[[ Dataset records open ]]

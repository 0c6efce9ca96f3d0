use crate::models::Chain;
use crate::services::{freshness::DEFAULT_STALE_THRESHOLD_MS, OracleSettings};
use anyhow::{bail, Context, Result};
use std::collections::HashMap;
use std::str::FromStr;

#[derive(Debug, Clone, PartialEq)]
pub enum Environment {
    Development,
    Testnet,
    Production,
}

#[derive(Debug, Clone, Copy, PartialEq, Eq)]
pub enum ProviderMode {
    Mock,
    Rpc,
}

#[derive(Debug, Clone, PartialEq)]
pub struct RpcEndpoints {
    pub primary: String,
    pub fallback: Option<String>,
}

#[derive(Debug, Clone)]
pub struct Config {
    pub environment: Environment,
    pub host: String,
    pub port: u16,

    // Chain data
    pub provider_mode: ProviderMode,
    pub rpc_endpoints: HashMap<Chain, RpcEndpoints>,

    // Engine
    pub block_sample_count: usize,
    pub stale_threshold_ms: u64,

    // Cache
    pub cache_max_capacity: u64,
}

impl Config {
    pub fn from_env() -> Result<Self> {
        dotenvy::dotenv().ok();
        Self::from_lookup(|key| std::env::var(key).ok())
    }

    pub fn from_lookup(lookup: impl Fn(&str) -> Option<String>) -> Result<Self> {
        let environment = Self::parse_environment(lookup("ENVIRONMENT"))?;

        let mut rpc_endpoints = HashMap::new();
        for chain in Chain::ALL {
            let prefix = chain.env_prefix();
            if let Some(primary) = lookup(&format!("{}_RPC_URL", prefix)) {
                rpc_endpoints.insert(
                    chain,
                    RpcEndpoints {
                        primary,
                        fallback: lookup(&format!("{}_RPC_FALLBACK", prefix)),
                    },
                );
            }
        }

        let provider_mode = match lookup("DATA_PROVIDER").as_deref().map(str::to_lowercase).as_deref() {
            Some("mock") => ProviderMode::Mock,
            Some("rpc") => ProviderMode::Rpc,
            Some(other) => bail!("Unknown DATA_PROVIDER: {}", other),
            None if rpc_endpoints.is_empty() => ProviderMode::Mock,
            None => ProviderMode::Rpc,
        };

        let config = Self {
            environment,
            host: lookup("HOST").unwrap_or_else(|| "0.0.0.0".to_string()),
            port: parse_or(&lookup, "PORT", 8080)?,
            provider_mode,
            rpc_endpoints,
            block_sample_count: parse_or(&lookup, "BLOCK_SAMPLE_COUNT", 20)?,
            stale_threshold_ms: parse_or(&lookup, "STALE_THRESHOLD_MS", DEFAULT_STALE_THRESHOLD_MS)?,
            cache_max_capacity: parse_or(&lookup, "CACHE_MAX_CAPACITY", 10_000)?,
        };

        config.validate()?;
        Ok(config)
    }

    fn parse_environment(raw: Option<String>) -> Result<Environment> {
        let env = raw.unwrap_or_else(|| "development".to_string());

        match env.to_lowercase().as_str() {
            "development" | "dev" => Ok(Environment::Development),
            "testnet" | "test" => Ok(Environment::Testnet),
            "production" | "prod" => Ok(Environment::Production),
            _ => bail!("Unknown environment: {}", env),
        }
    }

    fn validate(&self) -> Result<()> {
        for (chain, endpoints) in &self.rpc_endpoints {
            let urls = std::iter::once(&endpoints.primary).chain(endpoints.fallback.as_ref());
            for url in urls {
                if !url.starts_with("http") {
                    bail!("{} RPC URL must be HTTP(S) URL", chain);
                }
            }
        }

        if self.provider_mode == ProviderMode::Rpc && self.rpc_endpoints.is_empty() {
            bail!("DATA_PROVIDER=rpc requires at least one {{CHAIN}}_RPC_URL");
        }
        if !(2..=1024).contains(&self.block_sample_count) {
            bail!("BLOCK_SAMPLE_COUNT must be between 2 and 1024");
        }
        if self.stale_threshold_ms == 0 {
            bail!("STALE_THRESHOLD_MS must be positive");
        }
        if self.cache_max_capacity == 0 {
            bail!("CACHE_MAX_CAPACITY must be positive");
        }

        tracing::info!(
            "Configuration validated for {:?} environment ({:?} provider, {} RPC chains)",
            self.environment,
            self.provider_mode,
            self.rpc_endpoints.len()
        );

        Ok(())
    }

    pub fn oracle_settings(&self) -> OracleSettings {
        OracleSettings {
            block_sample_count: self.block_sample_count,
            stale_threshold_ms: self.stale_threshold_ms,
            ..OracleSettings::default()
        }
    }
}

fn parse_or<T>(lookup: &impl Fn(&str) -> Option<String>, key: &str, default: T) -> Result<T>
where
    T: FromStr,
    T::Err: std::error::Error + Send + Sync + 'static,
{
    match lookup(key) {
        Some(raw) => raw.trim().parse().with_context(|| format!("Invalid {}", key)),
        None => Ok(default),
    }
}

[[ Dataset records closed ]]
[[ Dataset records open ]]

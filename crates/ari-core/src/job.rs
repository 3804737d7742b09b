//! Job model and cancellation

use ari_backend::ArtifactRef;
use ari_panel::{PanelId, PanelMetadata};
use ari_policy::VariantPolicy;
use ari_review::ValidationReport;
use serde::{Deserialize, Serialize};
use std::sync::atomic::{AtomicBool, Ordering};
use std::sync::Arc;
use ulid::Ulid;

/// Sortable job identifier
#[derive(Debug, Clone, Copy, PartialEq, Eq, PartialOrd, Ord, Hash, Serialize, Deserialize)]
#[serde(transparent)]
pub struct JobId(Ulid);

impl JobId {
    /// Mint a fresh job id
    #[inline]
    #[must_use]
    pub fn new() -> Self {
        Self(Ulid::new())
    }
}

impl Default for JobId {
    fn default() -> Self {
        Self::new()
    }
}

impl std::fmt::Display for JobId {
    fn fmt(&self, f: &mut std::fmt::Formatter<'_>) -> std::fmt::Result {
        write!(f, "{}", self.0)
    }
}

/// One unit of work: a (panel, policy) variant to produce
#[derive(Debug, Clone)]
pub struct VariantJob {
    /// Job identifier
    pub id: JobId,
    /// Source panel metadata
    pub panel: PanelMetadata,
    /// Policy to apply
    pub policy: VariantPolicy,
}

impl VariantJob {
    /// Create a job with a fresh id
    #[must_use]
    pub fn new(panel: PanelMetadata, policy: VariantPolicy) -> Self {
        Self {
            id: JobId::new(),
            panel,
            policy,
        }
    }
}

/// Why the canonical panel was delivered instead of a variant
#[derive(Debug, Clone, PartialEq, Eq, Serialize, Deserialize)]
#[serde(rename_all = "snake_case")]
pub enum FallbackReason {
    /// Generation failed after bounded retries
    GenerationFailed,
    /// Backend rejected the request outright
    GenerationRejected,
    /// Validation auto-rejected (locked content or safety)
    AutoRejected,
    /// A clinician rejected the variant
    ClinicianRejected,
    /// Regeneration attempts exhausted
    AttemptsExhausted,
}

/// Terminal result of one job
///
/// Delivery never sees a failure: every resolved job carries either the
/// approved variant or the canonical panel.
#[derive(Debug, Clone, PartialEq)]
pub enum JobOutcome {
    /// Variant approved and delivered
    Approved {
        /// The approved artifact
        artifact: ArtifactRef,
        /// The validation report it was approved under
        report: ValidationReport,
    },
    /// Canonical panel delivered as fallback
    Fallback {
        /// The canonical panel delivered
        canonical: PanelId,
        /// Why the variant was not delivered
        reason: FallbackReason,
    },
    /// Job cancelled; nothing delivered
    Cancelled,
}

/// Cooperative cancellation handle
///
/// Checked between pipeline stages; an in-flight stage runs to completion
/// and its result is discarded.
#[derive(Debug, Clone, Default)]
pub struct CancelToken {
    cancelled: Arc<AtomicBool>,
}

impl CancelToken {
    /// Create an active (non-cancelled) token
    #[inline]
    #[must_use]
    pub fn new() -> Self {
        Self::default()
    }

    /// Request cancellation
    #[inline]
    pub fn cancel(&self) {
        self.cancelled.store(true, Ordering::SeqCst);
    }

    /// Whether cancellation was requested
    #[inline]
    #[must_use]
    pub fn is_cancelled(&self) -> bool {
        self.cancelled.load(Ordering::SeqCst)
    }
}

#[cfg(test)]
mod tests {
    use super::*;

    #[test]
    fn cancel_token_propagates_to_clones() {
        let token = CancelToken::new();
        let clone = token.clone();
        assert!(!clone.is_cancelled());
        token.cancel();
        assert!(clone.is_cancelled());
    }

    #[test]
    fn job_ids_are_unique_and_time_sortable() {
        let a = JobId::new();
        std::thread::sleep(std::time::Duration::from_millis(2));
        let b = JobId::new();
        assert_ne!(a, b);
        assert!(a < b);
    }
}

[[ Dataset records closed ]]
[[ Dataset records open ]]

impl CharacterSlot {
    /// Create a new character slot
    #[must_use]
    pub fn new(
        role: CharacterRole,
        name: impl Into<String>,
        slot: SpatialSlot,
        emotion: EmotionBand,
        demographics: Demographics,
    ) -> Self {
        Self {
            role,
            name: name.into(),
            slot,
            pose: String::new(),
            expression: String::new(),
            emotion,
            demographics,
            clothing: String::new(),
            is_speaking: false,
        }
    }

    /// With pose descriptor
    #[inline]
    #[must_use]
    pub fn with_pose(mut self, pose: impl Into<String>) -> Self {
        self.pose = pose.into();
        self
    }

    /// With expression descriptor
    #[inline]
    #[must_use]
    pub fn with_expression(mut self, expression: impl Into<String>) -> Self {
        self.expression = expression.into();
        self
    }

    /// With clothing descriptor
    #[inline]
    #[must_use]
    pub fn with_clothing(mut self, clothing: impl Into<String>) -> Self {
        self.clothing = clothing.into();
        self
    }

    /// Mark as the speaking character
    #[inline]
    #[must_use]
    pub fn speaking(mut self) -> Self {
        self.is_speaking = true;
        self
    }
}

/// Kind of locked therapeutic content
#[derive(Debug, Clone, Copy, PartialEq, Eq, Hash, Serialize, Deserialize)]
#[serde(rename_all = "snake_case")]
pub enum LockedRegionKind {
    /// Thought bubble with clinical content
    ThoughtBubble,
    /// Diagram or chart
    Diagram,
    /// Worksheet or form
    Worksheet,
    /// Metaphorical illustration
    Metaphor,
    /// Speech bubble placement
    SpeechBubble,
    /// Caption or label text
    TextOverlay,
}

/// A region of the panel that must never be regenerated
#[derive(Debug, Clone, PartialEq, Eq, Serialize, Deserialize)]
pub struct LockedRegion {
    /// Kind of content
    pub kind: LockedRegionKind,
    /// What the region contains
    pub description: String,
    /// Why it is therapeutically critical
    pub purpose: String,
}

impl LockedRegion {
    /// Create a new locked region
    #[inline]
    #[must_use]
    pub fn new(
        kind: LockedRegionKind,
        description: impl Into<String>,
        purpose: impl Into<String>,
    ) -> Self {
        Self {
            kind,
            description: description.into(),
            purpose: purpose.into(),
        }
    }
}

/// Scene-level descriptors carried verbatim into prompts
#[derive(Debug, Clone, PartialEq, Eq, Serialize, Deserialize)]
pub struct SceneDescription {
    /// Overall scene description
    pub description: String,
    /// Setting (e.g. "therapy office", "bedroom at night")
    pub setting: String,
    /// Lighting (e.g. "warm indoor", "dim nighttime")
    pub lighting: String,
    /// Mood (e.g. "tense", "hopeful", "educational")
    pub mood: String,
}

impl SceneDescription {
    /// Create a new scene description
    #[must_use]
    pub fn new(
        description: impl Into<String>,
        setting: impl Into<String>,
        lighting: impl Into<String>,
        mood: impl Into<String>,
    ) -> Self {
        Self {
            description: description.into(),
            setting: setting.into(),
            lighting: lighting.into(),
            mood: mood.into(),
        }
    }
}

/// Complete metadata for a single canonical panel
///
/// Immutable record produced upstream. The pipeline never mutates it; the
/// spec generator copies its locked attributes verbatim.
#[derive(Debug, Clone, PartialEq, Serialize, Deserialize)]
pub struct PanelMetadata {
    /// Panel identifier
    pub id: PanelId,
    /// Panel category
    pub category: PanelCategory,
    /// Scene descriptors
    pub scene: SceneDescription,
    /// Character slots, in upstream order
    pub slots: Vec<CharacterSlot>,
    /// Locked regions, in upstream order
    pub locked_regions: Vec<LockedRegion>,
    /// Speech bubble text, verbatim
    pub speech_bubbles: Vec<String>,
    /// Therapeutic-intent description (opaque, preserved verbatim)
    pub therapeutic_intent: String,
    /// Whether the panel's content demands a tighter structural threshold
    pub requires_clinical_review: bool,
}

[[ Dataset records closed ]]

From the entries above, restate word for word the lines from the line containing "repository 0c6efce9ca96f3d0" to the line containing "#[derive(Debug, Clone, Copy, PartialEq, Eq)]", both ends included, and nothing more.

- _Solved problem_
repository 0c6efce9ca96f3d0
use crate::models::Chain;
use crate::services::{freshness::DEFAULT_STALE_THRESHOLD_MS, OracleSettings};
use anyhow::{bail, Context, Result};
use std::collections::HashMap;
use std::str::FromStr;

#[derive(Debug, Clone, PartialEq)]
pub enum Environment {
    Development,
    Testnet,
    Production,
}

#[derive(Debug, Clone, Copy, PartialEq, Eq)]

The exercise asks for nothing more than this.